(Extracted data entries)
● ● ● ● ●

//! Single-tick order intake with submission-time validation.
//!
//! An [`OrderBook`] collects the bids and asks of one system for one tick.
//! Each order is checked against the submitter's capital or holdings *minus
//! what earlier orders this tick already committed*, so the accepted set can
//! always be settled in full. Invalid orders are dropped and recorded; they
//! never abort the tick.

use std::collections::BTreeMap;

use rust_decimal::Decimal;
use starlane_types::{
    AgentId, Ask, Bid, Commodity, OrderId, OrderRejection, OrderSide, RejectedOrder, SystemId,
};

use crate::accounts::Accounts;

/// Bids and asks of one system for one tick.
#[derive(Debug, Clone, PartialEq, Eq)]
pub struct OrderBook {
    system: SystemId,
    open: bool,
    next_order: u64,
    bids: Vec<Bid>,
    asks: Vec<Ask>,
    rejected: Vec<RejectedOrder>,
    committed_capital: BTreeMap<AgentId, Decimal>,
    committed_units: BTreeMap<(AgentId, Commodity), u32>,
}

impl OrderBook {
    /// An empty book. A closed book rejects every order with
    /// [`OrderRejection::MarketClosed`].
    pub const fn new(system: SystemId, open: bool) -> Self {
        Self {
            system,
            open,
            next_order: 0,
            bids: Vec::new(),
            asks: Vec::new(),
            rejected: Vec::new(),
            committed_capital: BTreeMap::new(),
            committed_units: BTreeMap::new(),
        }
    }

    /// The system the book belongs to.
    pub const fn system(&self) -> SystemId {
        self.system
    }

    /// Whether the book accepts orders.
    pub const fn is_open(&self) -> bool {
        self.open
    }

    /// Accepted bids in submission order.
    pub fn bids(&self) -> &[Bid] {
        &self.bids
    }

    /// Accepted asks in submission order.
    pub fn asks(&self) -> &[Ask] {
        &self.asks
    }

    /// Dropped orders in submission order.
    pub fn rejected(&self) -> &[RejectedOrder] {
        &self.rejected
    }

    /// Consume the book into its accepted bids, asks and rejections.
    pub fn into_parts(self) -> (Vec<Bid>, Vec<Ask>, Vec<RejectedOrder>) {
        (self.bids, self.asks, self.rejected)
    }

    /// Capital an agent has committed to bids this tick.
    pub fn committed_capital(&self, agent: AgentId) -> Decimal {
        self.committed_capital
            .get(&agent)
            .copied()
            .unwrap_or(Decimal::ZERO)
    }

    /// Units an agent has committed to asks this tick.
    pub fn committed_units(&self, agent: AgentId, commodity: Commodity) -> u32 {
        self.committed_units
            .get(&(agent, commodity))
            .copied()
            .unwrap_or(0)
    }

    fn next_id(&mut self) -> OrderId {
        let id = OrderId(self.next_order);
        self.next_order = self.next_order.saturating_add(1);
        id
    }

    fn reject(
        &mut self,
        order: OrderId,
        agent: AgentId,
        side: OrderSide,
        commodity: Commodity,
        reason: OrderRejection,
    ) -> OrderRejection {
        tracing::debug!(
            system = %self.system,
            agent = %agent,
            order = order.into_inner(),
            ?side,
            ?commodity,
            ?reason,
            "Order rejected"
        );
        self.rejected.push(RejectedOrder {
            order,
            agent,
            side,
            commodity,
            reason,
        });
        reason
    }

    fn precheck(&self, agent: AgentId, price: Decimal, quantity: u32) -> Option<OrderRejection> {
        if !self.open {
            Some(OrderRejection::MarketClosed)
        } else if agent.system != self.system {
            Some(OrderRejection::UnknownAgent)
        } else if quantity == 0 {
            Some(OrderRejection::ZeroQuantity)
        } else if price <= Decimal::ZERO {
            Some(OrderRejection::NonPositivePrice)
        } else {
            None
        }
    }

    /// Submit a bid to buy `quantity` units at up to `price`.
    ///
    /// # Errors
    ///
    /// Returns the [`OrderRejection`] if the order is dropped. The rejection
    /// is also recorded in [`rejected`](Self::rejected).
    pub fn submit_bid<A: Accounts + ?Sized>(
        &mut self,
        accounts: &A,
        agent: AgentId,
        commodity: Commodity,
        price: Decimal,
        quantity: u32,
    ) -> Result<OrderId, OrderRejection> {
        let id = self.next_id();
        let side = OrderSide::Bid;
        if let Some(reason) = self.precheck(agent, price, quantity) {
            return Err(self.reject(id, agent, side, commodity, reason));
        }
        let Some(capital) = accounts.capital(agent) else {
            return Err(self.reject(id, agent, side, commodity, OrderRejection::UnknownAgent));
        };
        let committed = self
            .committed_capital(agent)
            .checked_add(price.checked_mul(Decimal::from(quantity)).unwrap_or(Decimal::MAX));
        let Some(committed) = committed.filter(|total| *total <= capital) else {
            return Err(self.reject(
                id,
                agent,
                side,
                commodity,
                OrderRejection::InsufficientCapital,
            ));
        };
        self.committed_capital.insert(agent, committed);
        self.bids.push(Bid {
            id,
            agent,
            system: self.system,
            commodity,
            price,
            quantity,
        });
        Ok(id)
    }

    /// Submit an ask to sell `quantity` units at no less than `price`.
    ///
    /// # Errors
    ///
    /// Returns the [`OrderRejection`] if the order is dropped. The rejection
    /// is also recorded in [`rejected`](Self::rejected).
    pub fn submit_ask<A: Accounts + ?Sized>(
        &mut self,
        accounts: &A,
        agent: AgentId,
        commodity: Commodity,
        price: Decimal,
        quantity: u32,
    ) -> Result<OrderId, OrderRejection> {
        let id = self.next_id();
        let side = OrderSide::Ask;
        if let Some(reason) = self.precheck(agent, price, quantity) {
            return Err(self.reject(id, agent, side, commodity, reason));
        }
        let Some(held) = accounts.holding(agent, commodity) else {
            return Err(self.reject(id, agent, side, commodity, OrderRejection::UnknownAgent));
        };
        let committed = self
            .committed_units(agent, commodity)
            .checked_add(quantity)
            .filter(|total| *total <= held);
        let Some(committed) = committed else {
            return Err(self.reject(
                id,
                agent,
                side,
                commodity,
                OrderRejection::InsufficientInventory,
            ));
        };
        self.committed_units.insert((agent, commodity), committed);
        self.asks.push(Ask {
            id,
            agent,
            system: self.system,
            commodity,
            price,
            quantity,
        });
        Ok(id)
    }
}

● ● ● ● ●

> [TASK REQUIREMENTS]: Check each line above for the word "OrderSide" and copy the ones that have it.

> [TASK RESPONSE]:
    AgentId, Ask, Bid, Commodity, OrderId, OrderRejection, OrderSide, RejectedOrder, SystemId,
        side: OrderSide,
        let side = OrderSide::Bid;
        let side = OrderSide::Ask;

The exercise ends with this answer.